The Millerite movement had predicted the return of Christ in 1844, but the movement fell apart when Jesus did not arrive as planned. In the tech world, we often bury failed prophecies in silence and allow our prophets to continue painting optimistic, long-term versions of the future even as scheduled deadlines are repeatedly missed (Hi, Elon). However, belief in the expansion law may face a similar collapse if not supported by continued improvements in the performance of the original model.
A corrupt, bloated or unstable organization is susceptible to the influence of apostates. The Protestant Reformation gained ground not only because of Luther's theological views, but also because it emerged during a period of decline and turmoil for the Catholic Church. When cracks appear in mainstream institutions, long-standing "heretical" ideas suddenly find fertile ground.
In the field of artificial intelligence, we may look at smaller models or alternative methods that achieve similar results with less computation or data, such as from Work done by various corporate labs and open source teams such as Nous Research. Those who push the limits of biological intelligence, overcoming obstacles long considered insurmountable, may also create a new narrative.
The most direct and timely way to observe the onset of transformation is to follow the practitionerstrends. Before any formal schism, scholars and clergy often maintained heretical views in private while appearing compliant in public. Today’s equivalent might be some AI researchers who ostensibly follow the scaling laws but secretly pursue radically different approaches, waiting for the right moment to challenge the consensus or leave their labs in search of theoretically wider horizons.

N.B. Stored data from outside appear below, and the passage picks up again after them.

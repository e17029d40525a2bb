//! Template parsing and resolution.
//!
//! Two reference syntaxes share one parser: `{name}` and `{{ path.to.field }}`.
//! A brace pair whose contents are not a valid dotted path (for example a
//! JSON literal) is plain text.
//!
//! Two resolution modes exist:
//! - [`render`] is lenient: an unresolvable reference stays in the output
//!   as its literal template text.
//! - [`resolve_strict`] and the typed helpers fail with a [`ResolutionError`].
//!
//! Neither mode mutates the store.

use serde_json::Value;

use super::variables::{VariableStore, kind_of, value_as_f64, value_to_text};

// ---------------------------------------------------------------------------
// Error type
// ---------------------------------------------------------------------------

/// A template, formula, or typed value could not be resolved.
#[derive(Debug, Clone, PartialEq, thiserror::Error)]
pub enum ResolutionError {
    #[error("variable '{0}' is not defined")]
    UnknownVariable(String),

    #[error("path '{0}' does not resolve to a value")]
    MissingPath(String),

    #[error("'{path}' is not a list (found {found})")]
    NotAList { path: String, found: &'static str },

    #[error("{field}: '{value}' is not a number")]
    NotANumber { field: String, value: String },

    #[error("{field} resolved to an empty value")]
    Empty { field: String },

    #[error("formula syntax error at position {position}: {message}")]
    FormulaSyntax { position: usize, message: String },

    #[error("division by zero at position {position}")]
    DivisionByZero { position: usize },

    #[error("formula result is not a finite number")]
    NonFinite,

    #[error("invalid date '{0}': expected YYYY-MM-DD, 'today', or '+N days'")]
    InvalidDate(String),
}

// ---------------------------------------------------------------------------
// Parsing
// ---------------------------------------------------------------------------

/// One piece of a parsed template.
#[derive(Debug, Clone, PartialEq, Eq)]
pub enum Segment {
    Literal(String),
    Reference {
        /// Dotted path, whitespace trimmed.
        path: String,
        /// The original text including braces.
        raw: String,
    },
}

/// Split a template into literal text and references.
pub fn parse(template: &str) -> Vec<Segment> {
    let mut segments = Vec::new();
    let mut literal = String::new();
    let mut rest = template;

    while let Some(open) = rest.find('{') {
        literal.push_str(&rest[..open]);
        let tail = &rest[open..];

        match match_reference(tail) {
            Some((path, len)) => {
                if !literal.is_empty() {
                    segments.push(Segment::Literal(std::mem::take(&mut literal)));
                }
                segments.push(Segment::Reference {
                    path,
                    raw: tail[..len].to_string(),
                });
                rest = &tail[len..];
            }
            None => {
                literal.push('{');
                rest = &tail[1..];
            }
        }
    }
    literal.push_str(rest);
    if !literal.is_empty() {
        segments.push(Segment::Literal(literal));
    }
    segments
}

/// Try to read a reference at the start of `s` (which begins with `{`).
/// Returns the trimmed path and the number of bytes consumed.
fn match_reference(s: &str) -> Option<(String, usize)> {
    if let Some(inner) = s.strip_prefix("{{") {
        if let Some(close) = inner.find("}}") {
            let path = inner[..close].trim();
            if is_valid_path(path) {
                return Some((path.to_string(), close + 4));
            }
        }
    }
    let inner = &s[1..];
    let close = inner.find('}')?;
    let path = inner[..close].trim();
    if is_valid_path(path) {
        Some((path.to_string(), close + 2))
    } else {
        None
    }
}

fn is_valid_path(path: &str) -> bool {
    !path.is_empty()
        && path.split('.').all(|segment| {
            !segment.is_empty()
                && segment
                    .chars()
                    .all(|c| c.is_ascii_alphanumeric() || c == '_' || c == '-')
        })
}

/// The reference paths a template contains, in order.
pub fn references(template: &str) -> Vec<String> {
    parse(template)
        .into_iter()
        .filter_map(|segment| match segment {
            Segment::Reference { path, .. } => Some(path),
            Segment::Literal(_) => None,
        })
        .collect()
}

/// If the trimmed template is exactly one reference, its path.
fn sole_reference(template: &str) -> Option<String> {
    let mut segments = parse(template.trim());
    if segments.len() != 1 {
        return None;
    }
    match segments.pop() {
        Some(Segment::Reference { path, .. }) => Some(path),
        _ => None,
    }
}

// ---------------------------------------------------------------------------
// Resolution
// ---------------------------------------------------------------------------

/// Look up a path, distinguishing an unknown root from a missing field.
pub fn lookup<'a>(path: &str, store: &'a VariableStore) -> Result<&'a Value, ResolutionError> {
    if let Some(value) = store.resolve_path(path) {
        return Ok(value);
    }
    let root = path.split('.').next().unwrap_or(path);
    if store.contains(root) {
        Err(ResolutionError::MissingPath(path.to_string()))
    } else {
        Err(ResolutionError::UnknownVariable(root.to_string()))
    }
}

/// Interpolate a template, leaving unresolvable references as literal text.
pub fn render(template: &str, store: &VariableStore) -> String {
    parse(template)
        .into_iter()
        .map(|segment| match segment {
            Segment::Literal(text) => text,
            Segment::Reference { path, raw } => match store.resolve_path(&path) {
                Some(value) => value_to_text(value),
                None => raw,
            },
        })
        .collect()
}

/// Resolve a template, failing on the first unresolvable reference.
///
/// A template that is exactly one reference yields the referenced value with
/// its original type; anything else yields a string.
pub fn resolve_strict(template: &str, store: &VariableStore) -> Result<Value, ResolutionError> {
    if let Some(path) = sole_reference(template) {
        return lookup(&path, store).cloned();
    }
    let mut out = String::new();
    for segment in parse(template) {
        match segment {
            Segment::Literal(text) => out.push_str(&text),
            Segment::Reference { path, .. } => out.push_str(&value_to_text(lookup(&path, store)?)),
        }
    }
    Ok(Value::String(out))
}

/// Leniently resolve every string inside a JSON value.
///
/// Strings that are exactly one resolvable reference are replaced by the
/// referenced value (keeping its type); other strings are rendered.
pub fn resolve_value(value: &Value, store: &VariableStore) -> Value {
    match value {
        Value::String(s) => match sole_reference(s).and_then(|p| store.resolve_path(&p)) {
            Some(resolved) => resolved.clone(),
            None => Value::String(render(s, store)),
        },
        Value::Array(items) => Value::Array(items.iter().map(|v| resolve_value(v, store)).collect()),
        Value::Object(map) => Value::Object(
            map.iter()
                .map(|(k, v)| (k.clone(), resolve_value(v, store)))
                .collect(),
        ),
        other => other.clone(),
    }
}

/// Resolve a configured value to a number.
///
/// Numbers pass through; strings are resolved strictly and must then read
/// as a number. Nothing is silently defaulted.
pub fn resolve_number(
    value: &Value,
    field: &str,
    store: &VariableStore,
) -> Result<f64, ResolutionError> {
    let resolved = match value {
        Value::String(s) => resolve_strict(s, store)?,
        other => other.clone(),
    };
    value_as_f64(&resolved).ok_or_else(|| ResolutionError::NotANumber {
        field: field.to_string(),
        value: value_to_text(&resolved),
    })
}

/// Resolve a template strictly to a non-empty string.
pub fn resolve_text(
    template: &str,
    field: &str,
    store: &VariableStore,
) -> Result<String, ResolutionError> {
    let text = value_to_text(&resolve_strict(template, store)?);
    if text.trim().is_empty() {
        return Err(ResolutionError::Empty {
            field: field.to_string(),
        });
    }
    Ok(text)
}

/// Resolve a variable path (with or without braces) to a non-empty string.
pub fn resolve_path_text(
    source: &str,
    field: &str,
    store: &VariableStore,
) -> Result<String, ResolutionError> {
    let path = sole_reference(source).unwrap_or_else(|| source.trim().to_string());
    let text = value_to_text(lookup(&path, store)?);
    if text.trim().is_empty() {
        return Err(ResolutionError::Empty {
            field: field.to_string(),
        });
    }
    Ok(text)
}

/// Resolve a variable path (with or without braces) to a list.
pub fn resolve_list(source: &str, store: &VariableStore) -> Result<Vec<Value>, ResolutionError> {
    let path = sole_reference(source).unwrap_or_else(|| source.trim().to_string());
    match lookup(&path, store)? {
        Value::Array(items) => Ok(items.clone()),
        other => Err(ResolutionError::NotAList {
            path,
            found: kind_of(other),
        }),
    }
}

// ---------------------------------------------------------------------------
// Tests
// ---------------------------------------------------------------------------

The tricky thing about orthodoxies about and technology is that they are often partly true, just not as universally true as their most devoted believers believe. Just as fundamental human truths are woven into their metaphysical framework, the laws of expansion clearly describe how neural network learning really works. The question is whether this reality is as complete and immutable as the current enthusiasm suggests, and whether these institutions (AI labs) are nimble and strategic enough to bring the enthusiasts along. At the same time, building the printing press (chat interface and API) that allows knowledge to spread, allows their knowledge to spread.
Endgame
" It is true in the eyes of ordinary people, but false in the eyes of wise men. , is useful in the eyes of rulers" - Lucius Annaus Seneca
Yes. A perhaps outdated view of institutions is that once they reach a certain size, they, like many human-run organizations, tend to succumb to the survival motive of trying to survive the competition. In the process, they ignore truth and great motives (which are not mutually exclusive).

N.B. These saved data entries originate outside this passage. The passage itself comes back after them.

//! Integration registry: adapters keyed by integration id, each with an
//! optional per-integration timeout.

use std::collections::HashMap;
use std::time::Duration;

use serde_json::Value;
use stratum_types::integration::IntegrationResult;

use super::AdapterError;
use super::box_adapter::BoxIntegrationAdapter;

/// Fallback when neither the step nor the integration sets a timeout.
pub const DEFAULT_INTEGRATION_TIMEOUT: Duration = Duration::from_secs(30);

struct RegisteredAdapter {
    adapter: BoxIntegrationAdapter,
    timeout: Option<Duration>,
}

/// Registry of configured integrations.
pub struct IntegrationRegistry {
    adapters: HashMap<String, RegisteredAdapter>,
    default_timeout: Duration,
}

impl IntegrationRegistry {
    pub fn new(default_timeout: Duration) -> Self {
        Self {
            adapters: HashMap::new(),
            default_timeout,
        }
    }

    /// Register an adapter under `id`. A later registration replaces an earlier one.
    pub fn register(
        &mut self,
        id: impl Into<String>,
        adapter: BoxIntegrationAdapter,
        timeout: Option<Duration>,
    ) {
        self.adapters
            .insert(id.into(), RegisteredAdapter { adapter, timeout });
    }

    pub fn contains(&self, id: &str) -> bool {
        self.adapters.contains_key(id)
    }

    pub fn platform_type(&self, id: &str) -> Option<&str> {
        self.adapters.get(id).map(|r| r.adapter.platform_type())
    }

    /// Sorted list of registered integration ids.
    pub fn list_ids(&self) -> Vec<String> {
        let mut ids: Vec<String> = self.adapters.keys().cloned().collect();
        ids.sort();
        ids
    }

    /// Timeout precedence: step override, then integration, then registry default.
    pub fn effective_timeout(&self, id: &str, step_override: Option<Duration>) -> Duration {
        step_override
            .or_else(|| self.adapters.get(id).and_then(|r| r.timeout))
            .unwrap_or(self.default_timeout)
    }

    /// Invoke `action` on integration `id`, bounded by the effective timeout.
    pub async fn invoke(
        &self,
        id: &str,
        action: &str,
        parameters: &Value,
        step_override: Option<Duration>,
    ) -> Result<IntegrationResult, AdapterError> {
        let entry = self
            .adapters
            .get(id)
            .ok_or_else(|| AdapterError::UnknownIntegration(id.to_string()))?;
        let timeout = self.effective_timeout(id, step_override);

        tracing::debug!(
            integration = id,
            action,
            timeout_secs = timeout.as_secs(),
            "invoking integration"
        );

        match tokio::time::timeout(timeout, entry.adapter.invoke(action, parameters)).await {
            Ok(result) => result,
            Err(_) => Err(AdapterError::Timeout(timeout.as_secs())),
        }
    }
}

impl Default for IntegrationRegistry {
    fn default() -> Self {
        Self::new(DEFAULT_INTEGRATION_TIMEOUT)
    }
}

// ---------------------------------------------------------------------------
// Tests
// ---------------------------------------------------------------------------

I once wrote an article about how capital markets have become information cocoons driven by narratives, and incentives tend to perpetuate those narratives. The consensus on the Law of Expansion gives an ominous sense of similarity—a deeply ingrained belief system that is mathematically elegant and extremely useful in coordinating large-scale capital deployments. Like many frameworks, it may be more valuable as a coordination mechanism than as a fundamental truth.